**Records shown:**
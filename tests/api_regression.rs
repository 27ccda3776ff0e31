//! REST control plane regression tests.

use std::sync::Arc;
use std::time::Duration;

use axum::body::Body;
use axum::http::{Request, StatusCode};
use serde_json::{json, Value};
use tower::ServiceExt;

use klaxon::api::{create_app, ApiState};
use klaxon::dispatch::Dispatcher;
use klaxon::new_filter;
use klaxon::pipeline::Pipeline;

fn state() -> (ApiState, Arc<Pipeline>, Arc<Dispatcher>) {
    let pipeline = Arc::new(Pipeline::new());
    let dispatcher = Arc::new(Dispatcher::new(
        Duration::from_secs(30),
        Duration::from_secs(30),
        pipeline.clone(),
    ));
    (
        ApiState::new(pipeline.clone(), dispatcher.clone(), None),
        pipeline,
        dispatcher,
    )
}

fn json_request(method: &str, uri: &str, body: Value) -> Request<Body> {
    Request::builder()
        .method(method)
        .uri(uri)
        .header("content-type", "application/json")
        .body(Body::from(body.to_string()))
        .unwrap()
}

async fn body_json(resp: axum::response::Response) -> Value {
    let bytes = axum::body::to_bytes(resp.into_body(), usize::MAX).await.unwrap();
    serde_json::from_slice(&bytes).unwrap()
}

#[tokio::test]
async fn test_version() {
    let (s, _, _) = state();
    let app = create_app(s);
    let resp = app
        .oneshot(Request::get("/version").body(Body::empty()).unwrap())
        .await
        .unwrap();
    assert_eq!(resp.status(), StatusCode::OK);
    let bytes = axum::body::to_bytes(resp.into_body(), usize::MAX).await.unwrap();
    assert_eq!(bytes, env!("CARGO_PKG_VERSION").as_bytes());
}

#[tokio::test]
async fn test_post_alert_accept_and_sanitize() {
    let (s, _, dispatcher) = state();
    let app = create_app(s);

    let resp = app
        .oneshot(json_request(
            "POST",
            "/alerts",
            json!({
                "From": "mon",
                "Title": "t",
                "Routes": ["smuggled"],
                "Sub": [{"From": "x", "Title": "y"}]
            }),
        ))
        .await
        .unwrap();
    assert_eq!(resp.status(), StatusCode::OK);

    let pooled = dispatcher.peek();
    assert_eq!(pooled.len(), 1);
    assert_eq!(pooled[0].from, "mon");
    // Ingress sanitization: no routes, no sub, date filled.
    assert!(pooled[0].routes.is_empty());
    assert!(pooled[0].sub.is_empty());
    assert!(!pooled[0].has_default_date());
}

#[tokio::test]
async fn test_post_alert_validation() {
    let (s, _, _) = state();
    let app = create_app(s);

    let bad = [
        json!({"From": "", "Title": "t"}),
        json!({"From": "m", "Title": ""}),
        json!({"From": "x".repeat(101), "Title": "t"}),
        json!({"From": "m", "Title": "y".repeat(251)}),
        json!({"From": "a\nb", "Title": "t"}),
        json!({"From": "m", "Title": "a\nb"}),
    ];
    for body in bad {
        let resp = app
            .clone()
            .oneshot(json_request("POST", "/alerts", body))
            .await
            .unwrap();
        assert_eq!(resp.status(), StatusCode::BAD_REQUEST);
    }
}

#[tokio::test]
async fn test_get_alerts_never_contains_stats() {
    let (s, _, dispatcher) = state();
    let app = create_app(s);

    let mut a = klaxon::Alert::new("mon", "t");
    a.set_stat("freq", 1.0);
    dispatcher.post(a);

    let resp = app
        .oneshot(Request::get("/alerts").body(Body::empty()).unwrap())
        .await
        .unwrap();
    let v = body_json(resp).await;
    let arr = v.as_array().unwrap();
    assert_eq!(arr.len(), 1);
    assert!(arr[0].get("Stats").is_none());
    assert_eq!(arr[0]["From"], "mon");
}

#[tokio::test]
async fn test_filter_lifecycle() {
    let (s, pipeline, _) = state();
    let app = create_app(s);

    // PUT a dynamic filter.
    let resp = app
        .clone()
        .oneshot(json_request(
            "PUT",
            "/filters/f1",
            json!({"type": "discard", "if": "alert.From == \"noisy\""}),
        ))
        .await
        .unwrap();
    assert_eq!(resp.status(), StatusCode::OK);

    // It shows up in the list and its params round-trip with the type.
    let resp = app
        .clone()
        .oneshot(Request::get("/filters").body(Body::empty()).unwrap())
        .await
        .unwrap();
    assert_eq!(body_json(resp).await, json!(["f1"]));

    let resp = app
        .clone()
        .oneshot(Request::get("/filters/f1").body(Body::empty()).unwrap())
        .await
        .unwrap();
    let v = body_json(resp).await;
    assert_eq!(v["type"], "discard");
    assert_eq!(v["if"], "alert.From == \"noisy\"");

    assert!(pipeline.get_filter("f1").unwrap().dynamic());

    // DELETE removes the dynamic filter.
    let resp = app
        .clone()
        .oneshot(Request::delete("/filters/f1").body(Body::empty()).unwrap())
        .await
        .unwrap();
    assert_eq!(resp.status(), StatusCode::OK);

    let resp = app
        .oneshot(Request::get("/filters/f1").body(Body::empty()).unwrap())
        .await
        .unwrap();
    assert_eq!(resp.status(), StatusCode::NOT_FOUND);
}

#[tokio::test]
async fn test_delete_static_filter_is_refused() {
    let (s, pipeline, _) = state();
    let f = new_filter("discard", "keeper", &serde_json::Map::new()).unwrap();
    pipeline.add_static_filter(f).unwrap();

    let app = create_app(s);
    let resp = app
        .clone()
        .oneshot(Request::delete("/filters/keeper").body(Body::empty()).unwrap())
        .await
        .unwrap();
    assert_eq!(resp.status(), StatusCode::INTERNAL_SERVER_ERROR);

    // Still there.
    let resp = app
        .oneshot(Request::get("/filters/keeper").body(Body::empty()).unwrap())
        .await
        .unwrap();
    assert_eq!(resp.status(), StatusCode::OK);
}

#[tokio::test]
async fn test_enable_disable_inactivate() {
    let (s, pipeline, _) = state();
    let f = new_filter("discard", "gate", &serde_json::Map::new()).unwrap();
    pipeline.add_static_filter(f).unwrap();
    let app = create_app(s);

    let resp = app
        .clone()
        .oneshot(Request::put("/filters/gate/disable").body(Body::empty()).unwrap())
        .await
        .unwrap();
    assert_eq!(resp.status(), StatusCode::OK);
    assert!(pipeline.get_filter("gate").unwrap().disabled());

    let resp = app
        .clone()
        .oneshot(Request::put("/filters/gate/enable").body(Body::empty()).unwrap())
        .await
        .unwrap();
    assert_eq!(resp.status(), StatusCode::OK);
    assert!(!pipeline.get_filter("gate").unwrap().disabled());

    let resp = app
        .clone()
        .oneshot(json_request(
            "PUT",
            "/filters/gate/inactivate",
            json!({"until": "2099-01-01T00:00:00Z"}),
        ))
        .await
        .unwrap();
    assert_eq!(resp.status(), StatusCode::OK);
    assert!(pipeline.get_filter("gate").unwrap().disabled());

    // enable clears the inactivation window.
    app.clone()
        .oneshot(Request::put("/filters/gate/enable").body(Body::empty()).unwrap())
        .await
        .unwrap();
    assert!(!pipeline.get_filter("gate").unwrap().disabled());

    // Unknown filter id is a 404.
    let resp = app
        .oneshot(Request::put("/filters/ghost/enable").body(Body::empty()).unwrap())
        .await
        .unwrap();
    assert_eq!(resp.status(), StatusCode::NOT_FOUND);
}

#[tokio::test]
async fn test_unknown_filter_type_is_internal_error() {
    let (s, _, _) = state();
    let app = create_app(s);
    let resp = app
        .oneshot(json_request("PUT", "/filters/f1", json!({"type": "bogus"})))
        .await
        .unwrap();
    assert_eq!(resp.status(), StatusCode::INTERNAL_SERVER_ERROR);
}

#[tokio::test]
async fn test_route_lifecycle() {
    let (s, _, _) = state();
    let app = create_app(s);

    let resp = app
        .clone()
        .oneshot(json_request(
            "PUT",
            "/routes/notify",
            json!([{"type": "exec", "command": ["cat"]}]),
        ))
        .await
        .unwrap();
    assert_eq!(resp.status(), StatusCode::OK);

    let resp = app
        .clone()
        .oneshot(Request::get("/routes").body(Body::empty()).unwrap())
        .await
        .unwrap();
    assert_eq!(body_json(resp).await, json!(["notify"]));

    let resp = app
        .clone()
        .oneshot(Request::get("/routes/notify").body(Body::empty()).unwrap())
        .await
        .unwrap();
    let v = body_json(resp).await;
    assert_eq!(v[0]["type"], "exec");
    assert_eq!(v[0]["command"], json!(["cat"]));

    let resp = app
        .clone()
        .oneshot(Request::get("/routes/ghost").body(Body::empty()).unwrap())
        .await
        .unwrap();
    assert_eq!(resp.status(), StatusCode::NOT_FOUND);

    // A broken transport table leaves the route untouched.
    let resp = app
        .oneshot(json_request("PUT", "/routes/notify", json!([{"type": "bogus"}])))
        .await
        .unwrap();
    assert_eq!(resp.status(), StatusCode::INTERNAL_SERVER_ERROR);
}

#[tokio::test]
async fn test_invalid_ids_are_rejected() {
    let (s, _, _) = state();
    let app = create_app(s);

    let resp = app
        .clone()
        .oneshot(Request::get("/filters/bad%20id").body(Body::empty()).unwrap())
        .await
        .unwrap();
    assert_eq!(resp.status(), StatusCode::BAD_REQUEST);

    let resp = app
        .oneshot(json_request("PUT", "/routes/bad%2Fid", json!([])))
        .await
        .unwrap();
    assert_eq!(resp.status(), StatusCode::BAD_REQUEST);
}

**Task instructions:** Pull out every line of the records above that contains the word "command".

**Final answer:**
            json!([{"type": "exec", "command": ["cat"]}]),
    assert_eq!(v[0]["command"], json!(["cat"]));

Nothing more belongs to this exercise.